Although motor trolling is illegal on all lakes in Vilas County and many lakes in Oneida County, there is a time-honored tradition of row-trolling for muskies in the north.
"I've been doing that for 25 years," Gelb said of row-trolling.
That morning, he launched his boat and had been trolling only about a half hour before the big fish hit.
"I was trolling two lines," Gelb said. "One was 24 feet down and one was 16 feet down."
The fish hit the shallow-running lure, a cisco-colored Depth Rader crank bait that Gelb had highlighted with some candy blue Harley-Davidson paint.
"Blue is a good color," he said. "I put a light dusting of blue over the cisco coloring. Who knows? It might have hit anything, but it hit that bait."
When the fish hit, Gelb hauled back on the oars hard.
"When you're row-trolling, you set the hook by rowing real hard," he said. "I brought in the other line and picked up the rod and started brining the fish in. I had about 70 feet of line out and it took some line."
At that point, Gelb didn't realize what he had.
"I've caught a lot of big fish," he said. "I didn't get real excited."
The battle lasted 8 to 10 minutes, he figured.
"When I got it in the net, it rolled on its side and then I saw that it was something special," he said. "The girth was huge. I tried to lift it in the boat and I couldn't do it. I just held the net with my leg and rowed to shore."
When he reached shore, Gelb measured the fish at 53 inches long with a 28 1/2-inch girth. Using those measurements, he did some calculations that put the fish's weight at 50 pounds or more.
"I decided, hell, I've got to keep it," he said. "The last musky I kept was in 1982."
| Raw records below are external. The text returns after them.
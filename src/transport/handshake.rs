//! Authenticated channel setup.
//!
//! # Handshake Flow
//!
//! 1. Open a raw [`Channel`] through the [`Connector`]
//! 2. Wait for `auth_required` (anything else is ignored)
//! 3. Send `auth` with a fresh access token
//! 4. `auth_ok` → negotiate features (server ≥ 2022.9) and hand the channel over
//! 5. `auth_invalid` → fail with [`Error::InvalidAuth`], never retried
//! 6. Channel closed first → retry after a fixed interval while budget remains,
//!    then fail with [`Error::CannotConnect`]

// ============================================================================
// Imports
// ============================================================================

use std::fmt;
use std::sync::Arc;
use std::time::Duration;

use tracing::{debug, info, trace, warn};
use url::Url;

use crate::auth::AuthSession;
use crate::error::{Error, Result};
use crate::protocol::command::supported_features_frame;
use crate::protocol::{AuthMessage, HandshakeMessage, at_least_version};

use super::channel::{Channel, Connector};

// ============================================================================
// Constants
// ============================================================================

/// Default delay between connection attempts.
pub const DEFAULT_RETRY_INTERVAL: Duration = Duration::from_secs(1);

// ============================================================================
// SetupRetry
// ============================================================================

/// Retry budget for establishing an authenticated channel.
#[derive(Debug, Clone, Copy, PartialEq, Eq)]
pub enum SetupRetry {
    /// Retry at most this many times after the first attempt.
    Limited(u32),
    /// Retry forever.
    Unlimited,
}

impl SetupRetry {
    /// Budget with no retries.
    pub const NONE: Self = Self::Limited(0);

    /// Consumes one retry. Returns `None` once the budget is exhausted.
    #[must_use]
    pub const fn consume(self) -> Option<Self> {
        match self {
            Self::Limited(0) => None,
            Self::Limited(n) => Some(Self::Limited(n - 1)),
            Self::Unlimited => Some(Self::Unlimited),
        }
    }
}

impl Default for SetupRetry {
    fn default() -> Self {
        Self::NONE
    }
}

// ============================================================================
// AuthenticatedChannel
// ============================================================================

/// A channel that completed authentication.
#[derive(Debug)]
pub struct AuthenticatedChannel {
    /// The ready-to-use channel.
    pub channel: Channel,
    /// Server version reported in `auth_ok`.
    pub ha_version: String,
}

// ============================================================================
// AttemptFailure
// ============================================================================

/// Outcome of a failed single attempt.
enum AttemptFailure {
    /// Terminal: credential rejected.
    Rejected(Error),
    /// Transient: channel closed or could not be opened.
    Dropped(String),
}

// ============================================================================
// Handshake
// ============================================================================

/// Produces authenticated channels on demand.
///
/// Cheap to clone; the connection keeps one to reconnect with.
#[derive(Clone)]
pub struct Handshake {
    connector: Arc<dyn Connector>,
    auth: Arc<AuthSession>,
    retry_interval: Duration,
}

impl fmt::Debug for Handshake {
    fn fmt(&self, f: &mut fmt::Formatter<'_>) -> fmt::Result {
        f.debug_struct("Handshake")
            .field("auth", &self.auth)
            .field("retry_interval", &self.retry_interval)
            .finish_non_exhaustive()
    }
}

impl Handshake {
    /// Creates a handshake over `connector` authenticating with `auth`.
    #[must_use]
    pub fn new(connector: Arc<dyn Connector>, auth: Arc<AuthSession>) -> Self {
        Self {
            connector,
            auth,
            retry_interval: DEFAULT_RETRY_INTERVAL,
        }
    }

    /// Sets the delay between attempts.
    #[must_use]
    pub fn with_retry_interval(mut self, retry_interval: Duration) -> Self {
        self.retry_interval = retry_interval;
        self
    }

    /// Returns the session used to authenticate.
    #[must_use]
    pub fn auth(&self) -> &Arc<AuthSession> {
        &self.auth
    }

    /// Opens and authenticates a channel.
    ///
    /// # Errors
    ///
    /// - [`Error::HostRequired`] if the session has no server URL
    /// - [`Error::InvalidAuth`] if the server rejects the credential or the
    ///   credential cannot be refreshed (no retry)
    /// - [`Error::CannotConnect`] once the retry budget is exhausted
    pub async fn connect(&self, retry: SetupRetry) -> Result<AuthenticatedChannel> {
        let url = self
            .auth
            .credential()
            .ok_or(Error::HostRequired)?
            .ws_url()?;

        let mut budget = retry;
        loop {
            match self.attempt(&url).await {
                Ok(authenticated) => return Ok(authenticated),
                Err(AttemptFailure::Rejected(err)) => {
                    warn!(%url, error = %err, "Authentication rejected");
                    return Err(err);
                }
                Err(AttemptFailure::Dropped(reason)) => {
                    let Some(remaining) = budget.consume() else {
                        debug!(%url, reason, "Retry budget exhausted");
                        return Err(Error::CannotConnect);
                    };
                    budget = remaining;
                    debug!(
                        %url,
                        reason,
                        delay_ms = self.retry_interval.as_millis() as u64,
                        "Connection attempt failed, retrying"
                    );
                    tokio::time::sleep(self.retry_interval).await;
                }
            }
        }
    }

    /// Runs one connection attempt.
    async fn attempt(&self, url: &Url) -> std::result::Result<AuthenticatedChannel, AttemptFailure> {
        debug!(%url, "New connection attempt");
        let mut channel = self
            .connector
            .open(url)
            .await
            .map_err(|e| AttemptFailure::Dropped(e.to_string()))?;

        let mut auth_sent = false;
        loop {
            let Some(text) = channel.recv().await else {
                return Err(AttemptFailure::Dropped(
                    "Channel closed during authentication".into(),
                ));
            };

            match HandshakeMessage::parse(&text) {
                HandshakeMessage::AuthRequired { .. } if !auth_sent => {
                    let token = match self.auth.access_token().await {
                        Ok(token) => token,
                        Err(e) => {
                            channel.close();
                            return Err(classify_token_error(e));
                        }
                    };
                    let frame = serde_json::to_string(&AuthMessage::new(&token))
                        .map_err(|e| AttemptFailure::Dropped(e.to_string()))?;
                    channel
                        .send(frame)
                        .map_err(|e| AttemptFailure::Dropped(e.to_string()))?;
                    auth_sent = true;
                }

                HandshakeMessage::AuthInvalid { message } => {
                    channel.close();
                    return Err(AttemptFailure::Rejected(Error::invalid_auth(
                        message.unwrap_or_else(|| "Invalid access token".into()),
                    )));
                }

                HandshakeMessage::AuthOk { ha_version } => {
                    if at_least_version(&ha_version, 2022, 9, None) {
                        channel
                            .send(supported_features_frame())
                            .map_err(|e| AttemptFailure::Dropped(e.to_string()))?;
                    }
                    info!(%url, ha_version, "Authenticated");
                    return Ok(AuthenticatedChannel {
                        channel,
                        ha_version,
                    });
                }

                HandshakeMessage::AuthRequired { .. } | HandshakeMessage::Other => {
                    trace!(frame = %text, "Ignoring frame during authentication");
                }
            }
        }
    }
}

/// Auth failures while obtaining a token are terminal; anything else is
/// treated like a dropped channel.
fn classify_token_error(err: Error) -> AttemptFailure {
    match err {
        Error::InvalidAuth { .. } => AttemptFailure::Rejected(err),
        other if other.is_auth_error() => {
            AttemptFailure::Rejected(Error::invalid_auth(other.to_string()))
        }
        other => AttemptFailure::Dropped(other.to_string()),
    }
}

// ============================================================================
// Tests
// ============================================================================

#[cfg(test)]
mod tests {
    use super::*;

    use serde_json::json;

    use crate::auth::Credential;
    use crate::transport::memory::{MemoryListener, memory_connector};

    fn handshake() -> (Handshake, MemoryListener) {
        let (connector, listener) = memory_connector();
        let auth = Arc::new(AuthSession::new(Credential::long_lived(
            "http://memory:8123",
            "secret",
        )));
        (Handshake::new(Arc::new(connector), auth), listener)
    }

    #[test]
    fn test_setup_retry_budget() {
        assert_eq!(SetupRetry::Limited(2).consume(), Some(SetupRetry::Limited(1)));
        assert_eq!(SetupRetry::Limited(0).consume(), None);
        assert_eq!(SetupRetry::Unlimited.consume(), Some(SetupRetry::Unlimited));
        assert_eq!(SetupRetry::default(), SetupRetry::NONE);
    }

    #[tokio::test]
    async fn test_successful_handshake_with_feature_negotiation() {
        let (handshake, mut listener) = handshake();
        let client = tokio::spawn(async move { handshake.connect(SetupRetry::NONE).await });

        let mut peer = listener.accept().await.expect("peer");
        assert_eq!(peer.url().as_str(), "ws://memory:8123/api/websocket");

        // Nothing is sent before auth_required.
        assert!(peer.try_recv_json().is_none());
        peer.send_json(&json!({"type": "auth_required", "ha_version": "2024.1.0"}));

        let auth = peer.recv_json().await.expect("auth frame");
        assert_eq!(auth, json!({"type": "auth", "access_token": "secret"}));

        peer.send_json(&json!({"type": "auth_ok", "ha_version": "2024.1.0"}));
        let authenticated = client.await.expect("join").expect("handshake");
        assert_eq!(authenticated.ha_version, "2024.1.0");

        let features = peer.recv_json().await.expect("features frame");
        assert_eq!(features["type"], "supported_features");
        assert_eq!(features["id"], 1);
    }

    #[tokio::test]
    async fn test_old_server_skips_feature_negotiation() {
        let (handshake, mut listener) = handshake();
        let client = tokio::spawn(async move { handshake.connect(SetupRetry::NONE).await });

        let mut peer = listener.accept().await.expect("peer");
        peer.send_json(&json!({"type": "auth_required"}));
        peer.recv_json().await.expect("auth frame");
        peer.send_json(&json!({"type": "auth_ok", "ha_version": "2022.8.0"}));

        client.await.expect("join").expect("handshake");
        assert!(peer.try_recv_json().is_none());
    }

    #[tokio::test(start_paused = true)]
    async fn test_auth_invalid_fails_without_retry() {
        let (handshake, mut listener) = handshake();
        let client = tokio::spawn(async move { handshake.connect(SetupRetry::Unlimited).await });

        let mut peer = listener.accept().await.expect("peer");
        peer.send_json(&json!({"type": "auth_required"}));
        peer.recv_json().await.expect("auth frame");
        peer.send_json(&json!({"type": "auth_invalid", "message": "Invalid password"}));

        let result = client.await.expect("join");
        assert!(matches!(result, Err(Error::InvalidAuth { .. })));

        tokio::time::sleep(Duration::from_secs(10)).await;
        assert!(listener.try_accept().is_none(), "no retry after auth_invalid");
    }

    #[tokio::test(start_paused = true)]
    async fn test_auth_invalid_before_auth_required() {
        let (handshake, mut listener) = handshake();
        let client = tokio::spawn(async move { handshake.connect(SetupRetry::Limited(3)).await });

        let peer = listener.accept().await.expect("peer");
        peer.send_json(&json!({"type": "auth_invalid"}));

        assert!(matches!(
            client.await.expect("join"),
            Err(Error::InvalidAuth { .. })
        ));
    }

    #[tokio::test(start_paused = true)]
    async fn test_closed_channel_retries_then_cannot_connect() {
        let (handshake, mut listener) = handshake();
        let client = tokio::spawn(async move { handshake.connect(SetupRetry::Limited(2)).await });

        for _ in 0..3 {
            let peer = listener.accept().await.expect("peer");
            drop(peer);
        }

        assert!(matches!(
            client.await.expect("join"),
            Err(Error::CannotConnect)
        ));
        assert!(listener.try_accept().is_none());
    }

    #[tokio::test(start_paused = true)]
    async fn test_retry_then_success() {
        let (handshake, mut listener) = handshake();
        let client = tokio::spawn(async move { handshake.connect(SetupRetry::Unlimited).await });

        drop(listener.accept().await.expect("first peer"));

        let mut peer = listener.accept().await.expect("second peer");
        peer.send_json(&json!({"type": "auth_required"}));
        peer.recv_json().await.expect("auth frame");
        peer.send_json(&json!({"type": "auth_ok", "ha_version": "2023.1.0"}));

        let authenticated = client.await.expect("join").expect("handshake");
        assert_eq!(authenticated.ha_version, "2023.1.0");
    }

    #[tokio::test]
    async fn test_unrelated_frames_are_ignored() {
        let (handshake, mut listener) = handshake();
        let client = tokio::spawn(async move { handshake.connect(SetupRetry::NONE).await });

        let mut peer = listener.accept().await.expect("peer");
        peer.send_text("not json at all");
        peer.send_json(&json!({"type": "something_new"}));
        peer.send_json(&json!({"type": "auth_required"}));
        peer.recv_json().await.expect("auth frame");
        peer.send_json(&json!({"type": "event", "id": 99}));
        peer.send_json(&json!({"type": "auth_ok", "ha_version": "2024.1.0"}));

        assert!(client.await.expect("join").is_ok());
    }

    #[tokio::test]
    async fn test_expired_token_without_refresh_is_rejected() {
        let (connector, mut listener) = memory_connector();
        let auth = Arc::new(AuthSession::new(Credential::new(
            "http://memory:8123",
            None,
            "stale",
            -60,
            "",
        )));
        let handshake = Handshake::new(Arc::new(connector), auth);
        let client = tokio::spawn(async move { handshake.connect(SetupRetry::Unlimited).await });

        let peer = listener.accept().await.expect("peer");
        peer.send_json(&json!({"type": "auth_required"}));

        assert!(matches!(
            client.await.expect("join"),
            Err(Error::InvalidAuth { .. })
        ));
    }
}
Gelb tried to confirm the weight on his scale by stringing a 2- foot length of quarter-inch rope through the fish's gill and out its mouth, but he couldn't lift the fish all the way off the ground to make the scale work.
So he rolled it into his boat and took it to Eagle Sports, in Eagle River, where it weighed in at 51 pounds. Next, he took it to taxidermist Rick Lax, who put the weight at 51 pounds 6 ounces. Finally, he took it to the Conover Post Office, where the official weight was 51 pounds 2 ounces.
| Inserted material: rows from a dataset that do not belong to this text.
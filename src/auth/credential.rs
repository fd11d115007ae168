//! Bearer credential.

// ============================================================================
// Imports
// ============================================================================

use chrono::{DateTime, TimeDelta, Utc};
use serde::{Deserialize, Serialize};
use url::Url;

use crate::error::{Error, Result};

// ============================================================================
// Constants
// ============================================================================

/// Lifetime given to long-lived tokens (effectively never expires).
const LONG_LIVED_SECONDS: i64 = 100_000_000_000 / 1000;

/// WebSocket API path on the server.
const WEBSOCKET_PATH: &str = "/api/websocket";

// ============================================================================
// Credential
// ============================================================================

/// Access token, its expiry and the means to refresh it.
///
/// Serializes with `expires` as epoch milliseconds so an injected
/// [`TokenStore`](super::TokenStore) can persist it verbatim.
#[derive(Debug, Clone, PartialEq, Eq, Serialize, Deserialize)]
pub struct Credential {
    /// Base URL of the issuing server (no trailing slash).
    pub hass_url: String,

    /// OAuth client id, `None` for long-lived tokens.
    #[serde(default)]
    pub client_id: Option<String>,

    /// Bearer token sent during the handshake.
    pub access_token: String,

    /// Absolute expiry of `access_token`.
    #[serde(with = "chrono::serde::ts_milliseconds")]
    pub expires: DateTime<Utc>,

    /// Refresh token. Empty for long-lived tokens.
    #[serde(default)]
    pub refresh_token: String,
}

impl Credential {
    /// Creates a credential expiring `expires_in` seconds from now.
    ///
    /// Lifetimes beyond the representable range saturate.
    #[must_use]
    pub fn new(
        hass_url: impl Into<String>,
        client_id: Option<String>,
        access_token: impl Into<String>,
        expires_in: i64,
        refresh_token: impl Into<String>,
    ) -> Self {
        let expires = expiry_from_now(expires_in).unwrap_or(if expires_in < 0 {
            DateTime::<Utc>::MIN_UTC
        } else {
            DateTime::<Utc>::MAX_UTC
        });
        Self::expiring_at(hass_url, client_id, access_token, expires, refresh_token)
    }

    /// Creates a credential with an absolute expiry.
    #[must_use]
    pub fn expiring_at(
        hass_url: impl Into<String>,
        client_id: Option<String>,
        access_token: impl Into<String>,
        expires: DateTime<Utc>,
        refresh_token: impl Into<String>,
    ) -> Self {
        Self {
            hass_url: trim_trailing_slash(hass_url.into()),
            client_id,
            access_token: access_token.into(),
            expires,
            refresh_token: refresh_token.into(),
        }
    }

    /// Creates a credential for a long-lived access token.
    ///
    /// It never expires in practice and has no refresh token.
    #[must_use]
    pub fn long_lived(hass_url: impl Into<String>, access_token: impl Into<String>) -> Self {
        Self::new(hass_url, None, access_token, LONG_LIVED_SECONDS, "")
    }

    /// Returns `true` once the access token has expired.
    #[inline]
    #[must_use]
    pub fn is_expired(&self) -> bool {
        Utc::now() > self.expires
    }

    /// Returns `true` if this credential can be refreshed.
    #[inline]
    #[must_use]
    pub fn has_refresh_token(&self) -> bool {
        !self.refresh_token.is_empty()
    }

    /// Returns the WebSocket endpoint derived from `hass_url`.
    ///
    /// `http` becomes `ws`, `https` becomes `wss`.
    ///
    /// # Errors
    ///
    /// - [`Error::HostRequired`] if `hass_url` is empty
    /// - [`Error::Url`] if `hass_url` does not parse
    /// - [`Error::Config`] for a non-http(s) scheme
    pub fn ws_url(&self) -> Result<Url> {
        if self.hass_url.is_empty() {
            return Err(Error::HostRequired);
        }

        let mut url = Url::parse(&self.hass_url)?;
        let scheme = match url.scheme() {
            "http" => "ws",
            "https" => "wss",
            other => {
                return Err(Error::config(format!(
                    "Unsupported server scheme: {other}"
                )));
            }
        };
        url.set_scheme(scheme)
            .map_err(|()| Error::config("Cannot derive WebSocket scheme"))?;

        let path = format!("{}{WEBSOCKET_PATH}", url.path().trim_end_matches('/'));
        url.set_path(&path);
        Ok(url)
    }
}

// ============================================================================
// Helpers
// ============================================================================

/// Converts a relative lifetime in seconds to an absolute expiry.
///
/// # Errors
///
/// Returns [`Error::Protocol`] if the expiry is out of range.
pub fn expiry_from_now(expires_in: i64) -> Result<DateTime<Utc>> {
    TimeDelta::try_seconds(expires_in)
        .and_then(|lifetime| Utc::now().checked_add_signed(lifetime))
        .ok_or_else(|| Error::protocol(format!("Token lifetime out of range: {expires_in}s")))
}

fn trim_trailing_slash(mut url: String) -> String {
    while url.ends_with('/') {
        url.pop();
    }
    url
}

// ============================================================================
// Tests
// ============================================================================

#[cfg(test)]
mod tests {
    use super::*;

    #[test]
    fn test_ws_url_derivation() {
        let cred = Credential::long_lived("http://localhost:8123/", "t");
        assert_eq!(cred.hass_url, "http://localhost:8123");
        assert_eq!(
            cred.ws_url().expect("url").as_str(),
            "ws://localhost:8123/api/websocket"
        );

        let cred = Credential::long_lived("https://home.example.com", "t");
        assert_eq!(
            cred.ws_url().expect("url").as_str(),
            "wss://home.example.com/api/websocket"
        );
    }

    #[test]
    fn test_ws_url_requires_host() {
        let cred = Credential::long_lived("", "t");
        assert!(matches!(cred.ws_url(), Err(Error::HostRequired)));
    }

    #[test]
    fn test_long_lived_never_expires() {
        let cred = Credential::long_lived("http://h", "t");
        assert!(!cred.is_expired());
        assert!(!cred.has_refresh_token());
    }

    #[test]
    fn test_expired_credential() {
        let cred = Credential::new("http://h", None, "t", -10, "r");
        assert!(cred.is_expired());
        assert!(cred.has_refresh_token());
    }

    #[test]
    fn test_expiry_out_of_range() {
        assert!(matches!(expiry_from_now(i64::MAX), Err(Error::Protocol { .. })));
        assert!(expiry_from_now(3600).is_ok());

        let cred = Credential::new("http://h", None, "t", i64::MAX, "r");
        assert!(!cred.is_expired());
        let cred = Credential::new("http://h", None, "t", i64::MIN, "r");
        assert!(cred.is_expired());
    }

    #[test]
    fn test_serde_expires_as_millis() {
        let mut cred = Credential::long_lived("http://h", "t");
        cred.expires = DateTime::from_timestamp_millis(1_700_000_000_123).expect("valid");
        let value = serde_json::to_value(&cred).expect("serialize");
        assert_eq!(value["expires"], 1_700_000_000_123_i64);

        let back: Credential = serde_json::from_value(value).expect("parse");
        assert_eq!(back, cred);
    }
}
According to Steve Heiting, managing editor of Musky Hunter magazine in St. Germain, who helped measure and weigh Gelb's fish, the last confirmed 50-pound Wisconsin musky was caught 17 years ago. The fish, which weighed exactly 50 pounds, was caught by Robert Grutt from Big Round Lake in 1989. A 51-pound musky caught from the Flambeau Chain of Lakes in 1975 was the last one caught in Vilas County, he said.
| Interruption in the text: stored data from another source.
//! Per-connection collection registry.

// ============================================================================
// Imports
// ============================================================================

use std::any::Any;
use std::fmt;
use std::sync::Arc;

use parking_lot::Mutex;
use rustc_hash::FxHashMap;
use tracing::debug;

use crate::error::{Error, Result};

use super::collection::{Collection, CollectionInner};

// ============================================================================
// CollectionRegistry
// ============================================================================

/// Keyed collections owned by one connection.
///
/// Each key maps to exactly one collection for the lifetime of the
/// connection; independent connections never share entries.
#[derive(Default)]
pub struct CollectionRegistry {
    entries: Mutex<FxHashMap<String, Arc<dyn Any + Send + Sync>>>,
}

impl fmt::Debug for CollectionRegistry {
    fn fmt(&self, f: &mut fmt::Formatter<'_>) -> fmt::Result {
        let entries = self.entries.lock();
        f.debug_struct("CollectionRegistry")
            .field("keys", &entries.keys().collect::<Vec<_>>())
            .finish()
    }
}

impl CollectionRegistry {
    /// Returns the collection under `key`, creating it with `create` if
    /// absent.
    ///
    /// # Errors
    ///
    /// Returns [`Error::CollectionType`] if `key` holds a collection of a
    /// different value type.
    pub fn get_or_insert_with<T, F>(&self, key: &str, create: F) -> Result<Collection<T>>
    where
        T: Send + Sync + 'static,
        F: FnOnce() -> Collection<T>,
    {
        let mut entries = self.entries.lock();

        if let Some(existing) = entries.get(key) {
            return Arc::clone(existing)
                .downcast::<CollectionInner<T>>()
                .map(|inner| Collection { inner })
                .map_err(|_| Error::collection_type(key));
        }

        let collection = create();
        let erased: Arc<dyn Any + Send + Sync> = Arc::clone(&collection.inner) as _;
        entries.insert(key.to_owned(), erased);
        debug!(key, "Collection registered");
        Ok(collection)
    }

    /// Returns `true` if a collection is registered under `key`.
    #[must_use]
    pub fn contains(&self, key: &str) -> bool {
        self.entries.lock().contains_key(key)
    }

    /// Returns the number of registered collections.
    #[must_use]
    pub fn len(&self) -> usize {
        self.entries.lock().len()
    }

    /// Returns `true` if no collection is registered.
    #[must_use]
    pub fn is_empty(&self) -> bool {
        self.entries.lock().is_empty()
    }

    /// Drops every entry.
    pub(crate) fn clear(&self) {
        self.entries.lock().clear();
    }
}
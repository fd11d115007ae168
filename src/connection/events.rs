//! Connection notifications and their listener registry.
//!
//! | Event | Fired when |
//! |-------|------------|
//! | [`ConnectionEvent::Ready`] | A reconnect finished, subscriptions replayed |
//! | [`ConnectionEvent::Disconnected`] | The channel was lost (not after `close`) |
//! | [`ConnectionEvent::ReconnectError`] | Reconnecting stopped for good |

// ============================================================================
// Imports
// ============================================================================

use std::fmt;
use std::sync::Arc;

use crate::error::ErrorCode;
use crate::identifiers::ListenerId;

// ============================================================================
// Types
// ============================================================================

/// Listener callback.
pub type EventListener = Arc<dyn Fn(&ConnectionEvent) + Send + Sync>;

// ============================================================================
// ConnectionEvent
// ============================================================================

/// Notification emitted to external listeners.
#[derive(Debug, Clone, Copy, PartialEq, Eq)]
pub enum ConnectionEvent {
    /// Channel (re)established.
    Ready,
    /// Channel lost; reconnecting.
    Disconnected,
    /// Reconnecting failed irrecoverably.
    ReconnectError(ErrorCode),
}

impl ConnectionEvent {
    /// Returns the kind listeners register for.
    #[inline]
    #[must_use]
    pub const fn kind(&self) -> EventKind {
        match self {
            Self::Ready => EventKind::Ready,
            Self::Disconnected => EventKind::Disconnected,
            Self::ReconnectError(_) => EventKind::ReconnectError,
        }
    }
}

// ============================================================================
// EventKind
// ============================================================================

/// Notification kind.
#[derive(Debug, Clone, Copy, PartialEq, Eq, Hash)]
pub enum EventKind {
    /// `ready`
    Ready,
    /// `disconnected`
    Disconnected,
    /// `reconnect-error`
    ReconnectError,
}

impl EventKind {
    /// Returns the wire-style name of the kind.
    #[inline]
    #[must_use]
    pub const fn as_str(&self) -> &'static str {
        match self {
            Self::Ready => "ready",
            Self::Disconnected => "disconnected",
            Self::ReconnectError => "reconnect-error",
        }
    }
}

impl fmt::Display for EventKind {
    fn fmt(&self, f: &mut fmt::Formatter<'_>) -> fmt::Result {
        f.write_str(self.as_str())
    }
}

// ============================================================================
// EventListeners
// ============================================================================

/// Ordered observer registry.
///
/// Firing works on a snapshot, so listeners may add or remove listeners
/// (including themselves) while being invoked.
#[derive(Default)]
pub(crate) struct EventListeners {
    entries: Vec<(ListenerId, EventKind, EventListener)>,
}

impl EventListeners {
    /// Registers `listener` for `kind`.
    pub fn add(&mut self, kind: EventKind, listener: EventListener) -> ListenerId {
        let id = ListenerId::generate();
        self.entries.push((id, kind, listener));
        id
    }

    /// Removes a listener. Returns `false` if it was not registered.
    pub fn remove(&mut self, id: ListenerId) -> bool {
        let before = self.entries.len();
        self.entries.retain(|(entry, _, _)| *entry != id);
        self.entries.len() != before
    }

    /// Returns the listeners for `kind` in registration order.
    pub fn snapshot(&self, kind: EventKind) -> Vec<EventListener> {
        self.entries
            .iter()
            .filter(|(_, entry_kind, _)| *entry_kind == kind)
            .map(|(_, _, listener)| Arc::clone(listener))
            .collect()
    }

    #[cfg(test)]
    pub fn len(&self) -> usize {
        self.entries.len()
    }
}

// ============================================================================
// Tests
// ============================================================================

#[cfg(test)]
mod tests {
    use super::*;

    use parking_lot::Mutex;

    #[test]
    fn test_event_kind() {
        assert_eq!(ConnectionEvent::Ready.kind(), EventKind::Ready);
        assert_eq!(
            ConnectionEvent::ReconnectError(ErrorCode::InvalidAuth).kind(),
            EventKind::ReconnectError
        );
        assert_eq!(EventKind::ReconnectError.to_string(), "reconnect-error");
    }

    #[test]
    fn test_snapshot_preserves_registration_order() {
        let calls = Arc::new(Mutex::new(Vec::new()));
        let mut listeners = EventListeners::default();

        for tag in ["first", "second"] {
            let calls = Arc::clone(&calls);
            listeners.add(
                EventKind::Ready,
                Arc::new(move |_| calls.lock().push(tag)),
            );
        }
        listeners.add(EventKind::Disconnected, Arc::new(|_| {}));

        let snapshot = listeners.snapshot(EventKind::Ready);
        assert_eq!(snapshot.len(), 2);
        for listener in snapshot {
            listener(&ConnectionEvent::Ready);
        }
        assert_eq!(*calls.lock(), vec!["first", "second"]);
    }

    #[test]
    fn test_remove() {
        let mut listeners = EventListeners::default();
        let id = listeners.add(EventKind::Ready, Arc::new(|_| {}));
        assert!(listeners.remove(id));
        assert!(!listeners.remove(id));
        assert_eq!(listeners.len(), 0);
    }
}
"In Wisconsin, they're extremely rare," Heiting said of 50-pound muskies.
Gelb said he considers himself privileged to have caught the fish.
"A lot of people fish hard," he said. "They're just not at the right place at the right time. A lot of these big fish suspend out in deep water. You've got to be at the right spot where he's feeding for 5 minutes."
Gelb plans to have the fish mounted and put it on display somewhere so people can see it.